Anyways, I could bend brand new 1.5in .25 wall tie rods first trip out and this one has been on for 2 years now and still holding strong
 
I had to stretch my front 3-4" (can't remember the exact figure right now) to get all the stuff I have under the hood and it was still a major head- scratcher to make it work. I built a truss off the front of my axle to protect my tie-rod. Kind of like a full-hydo mount. How wide is that radiator?
 
I had to stretch my front 3-4" (can't remember the exact figure right now) to get all the stuff I have under the hood and it was still a major head- scratcher to make it work. I built a truss off the front of my axle to protect my tie-rod. Kind of like a full-hydo mount. How wide is that radiator?
I think the radiator is 26w x 15.5 tall.
I probably should have raised my front frame rails a couple inches, that would have helped package all the steering links. Or full hydro.
 
26" wide radiator will have to sit behind the headlight buckets. Are you stretching the front or moving the engine back 6-8" or more? I had to notch my headlight buckets to get my radiator to fit and I think it's 22" wide, but maybe it was 24" and you can't get anything wider than that in there.
 
26" wide radiator will have to sit behind the headlight buckets. Are you stretching the front or moving the engine back 6-8" or more?
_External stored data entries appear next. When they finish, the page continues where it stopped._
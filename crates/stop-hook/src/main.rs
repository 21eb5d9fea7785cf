//! Stop-event hook responder.
//!
//! Reads the hook payload from stdin (ignored), checks the
//! `stop_hook_active` environment variable, and prints one JSON decision:
//! approve the stop when the hook is already active (so a blocked stop is
//! only re-prompted once), otherwise block it with a completion checklist.
//! Exits 0 on every path.

use serde::Serialize;
use std::io::Read;

/// Environment variable marking that the stop hook already fired once.
const ACTIVE_FLAG: &str = "stop_hook_active";

const BLOCK_REASON: &str = "Before stopping, please:\n\
    1. Verify all tasks are complete\n\
    2. Summarize what you've accomplished\n\
    3. Mention any remaining work or next steps\n\
    4. If everything is done, confirm completion";

#[derive(Debug, Serialize)]
struct HookOutput {
    decision: &'static str,
    #[serde(skip_serializing_if = "Option::is_none")]
    reason: Option<&'static str>,
}

/// The stop decision: approve when the hook is already active, block once
/// otherwise. Pure function of the flag.
fn decide(hook_active: bool) -> HookOutput {
    if hook_active {
        HookOutput {
            decision: "approve",
            reason: None,
        }
    } else {
        HookOutput {
            decision: "block",
            reason: Some(BLOCK_REASON),
        }
    }
}

/// Parse the boolean-like flag value: true iff it lowercases to "true".
fn flag_is_true(value: Option<&str>) -> bool {
    value.map(|v| v.to_lowercase() == "true").unwrap_or(false)
}

fn main() {
    // The payload is reserved for future transcript inspection; a read
    // failure is the same as empty input.
    let mut payload = String::new();
    let _ = std::io::stdin().read_to_string(&mut payload);

    let active = flag_is_true(std::env::var(ACTIVE_FLAG).ok().as_deref());
    let output = decide(active);

    // serde_json cannot fail on this struct; fall back to the approve
    // literal rather than emitting nothing.
    let line = serde_json::to_string(&output)
        .unwrap_or_else(|_| r#"{"decision": "approve"}"#.to_string());
    println!("{line}");
}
I had to notch my headlight buckets to get my radiator to fit and I think it's 22" wide, but maybe it was 24" and you can't get anything wider than that in there.
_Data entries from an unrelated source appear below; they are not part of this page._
//! V4L2 camera capture via the `v4l` crate.

use crate::frame::{self, Frame};
use std::path::Path;
use thiserror::Error;
use v4l::buffer::Type as BufType;
use v4l::io::traits::CaptureStream;
use v4l::prelude::*;
use v4l::video::Capture;
use v4l::FourCC;

const CAPTURE_WIDTH: u32 = 640;
const CAPTURE_HEIGHT: u32 = 480;

#[derive(Error, Debug)]
pub enum CameraError {
    #[error("camera {0} not found")]
    DeviceNotFound(u32),
    #[error("capture failed: {0}")]
    CaptureFailed(String),
    #[error("device busy")]
    DeviceBusy,
    #[error("format negotiation failed: {0}")]
    FormatNegotiationFailed(String),
    #[error("streaming not supported")]
    StreamingNotSupported,
    #[error("frame conversion failed: {0}")]
    Frame(#[from] frame::FrameError),
}

/// Info about a discovered V4L2 capture device.
#[derive(Debug, Clone)]
pub struct DeviceInfo {
    pub index: u32,
    pub path: String,
    pub name: String,
    pub driver: String,
}

/// Exclusively-owned V4L2 webcam handle.
///
/// Opened once per tracking or calibration session and released when
/// dropped, on every exit path.
pub struct Camera {
    device: Device,
    pub index: u32,
    pub width: u32,
    pub height: u32,
}

impl Camera {
    /// Open a webcam by integer index (`/dev/video{index}`).
    ///
    /// Failure here is the one fatal condition of a tracking session:
    /// callers report it and abort, no retry.
    pub fn open(index: u32) -> Result<Self, CameraError> {
        let device_path = format!("/dev/video{index}");
        if !Path::new(&device_path).exists() {
            return Err(CameraError::DeviceNotFound(index));
        }

        let device = Device::with_path(&device_path).map_err(|e| {
            if e.to_string().contains("busy") || e.to_string().contains("EBUSY") {
                CameraError::DeviceBusy
            } else {
                CameraError::DeviceNotFound(index)
            }
        })?;

        let caps = device.query_caps().map_err(|e| {
            CameraError::CaptureFailed(format!("failed to query capabilities: {e}"))
        })?;

        tracing::info!(
            device = %device_path,
            driver = %caps.driver,
            card = %caps.card,
            "opened camera"
        );

        if !caps.capabilities.contains(v4l::capability::Flags::VIDEO_CAPTURE) {
            return Err(CameraError::StreamingNotSupported);
        }

        // Request YUYV at 640x480. The converter handles exactly this
        // format, so anything else the driver insists on is refused.
        let mut fmt = device.format().map_err(|e| {
            CameraError::FormatNegotiationFailed(format!("failed to get format: {e}"))
        })?;
        fmt.fourcc = FourCC::new(b"YUYV");
        fmt.width = CAPTURE_WIDTH;
        fmt.height = CAPTURE_HEIGHT;

        let negotiated = device.set_format(&fmt).map_err(|e| {
            CameraError::FormatNegotiationFailed(format!("failed to set format: {e}"))
        })?;

        if negotiated.fourcc != FourCC::new(b"YUYV") {
            return Err(CameraError::FormatNegotiationFailed(format!(
                "unsupported pixel format: {:?} (need YUYV)",
                negotiated.fourcc
            )));
        }

        tracing::info!(
            width = negotiated.width,
            height = negotiated.height,
            fourcc = ?negotiated.fourcc,
            "negotiated format"
        );

        Ok(Self {
            device,
            index,
            width: negotiated.width,
            height: negotiated.height,
        })
    }

    /// Start a capture stream bound to this camera.
    ///
    /// The stream borrows the device; streaming starts on the first
    /// dequeue and stops when the stream is dropped.
    pub fn stream(&self) -> Result<CameraStream<'_>, CameraError> {
        let stream =
            MmapStream::with_buffers(&self.device, BufType::VideoCapture, 4).map_err(|e| {
                CameraError::CaptureFailed(format!("failed to create mmap stream: {e}"))
            })?;
        Ok(CameraStream {
            stream,
            width: self.width,
            height: self.height,
        })
    }

    /// Capture a single frame on a one-shot stream, converted to RGB.
    pub fn capture_frame(&self) -> Result<Frame, CameraError> {
        self.stream()?.next_frame()
    }

    /// List available V4L2 video capture devices by index.
    ///
    /// Scans `/dev/video0` through `/dev/video15`.
    pub fn list_devices() -> Vec<DeviceInfo> {
        let mut devices = Vec::new();

        for i in 0..16u32 {
            let path = format!("/dev/video{i}");
            if !Path::new(&path).exists() {
                continue;
            }
            let Ok(dev) = Device::with_path(&path) else {
                continue;
            };
            let Ok(caps) = dev.query_caps() else {
                continue;
            };
            if !caps.capabilities.contains(v4l::capability::Flags::VIDEO_CAPTURE) {
                continue;
            }
            devices.push(DeviceInfo {
                index: i,
                path,
                name: caps.card.clone(),
                driver: caps.driver.clone(),
            });
        }

        devices
    }
}

/// Live capture stream dequeuing RGB frames.
pub struct CameraStream<'a> {
    stream: MmapStream<'a>,
    width: u32,
    height: u32,
}

impl CameraStream<'_> {
    /// Block until the next frame is available, converted to RGB.
    pub fn next_frame(&mut self) -> Result<Frame, CameraError> {
        let (buf, meta) = self
            .stream
            .next()
            .map_err(|e| CameraError::CaptureFailed(format!("failed to dequeue buffer: {e}")))?;

        let rgb = frame::yuyv_to_rgb(buf, self.width, self.height)?;

        Ok(Frame {
            data: rgb,
            width: self.width,
            height: self.height,
            timestamp: std::time::Instant::now(),
            sequence: meta.sequence,
        })
    }
}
The front half of the cab had an 8 cylinder Y block in it and looks modified for it to set back into the firewall a bit. I moved the LQ4 as far back as I could into the firewall so I’m sure it sits a little further back than factory. I plan to modify the front grill headlight assembly as needed and it looks like the radiator will sit slightly into the headlight buckets. I might go with LEDs anyway so I’m not too worried about it. I did some rough measuring and everything looks like it will fit.
 
I'll try and get a measurement off of my firewall to something on the motor to just give you some dimension info to work with once the weather allows for it. My LED's still only allowed my radiator to just fit after notching out the headlight buckets, but they are the 7" round ones, so if you use something else you may be able to slide the radiator behind them.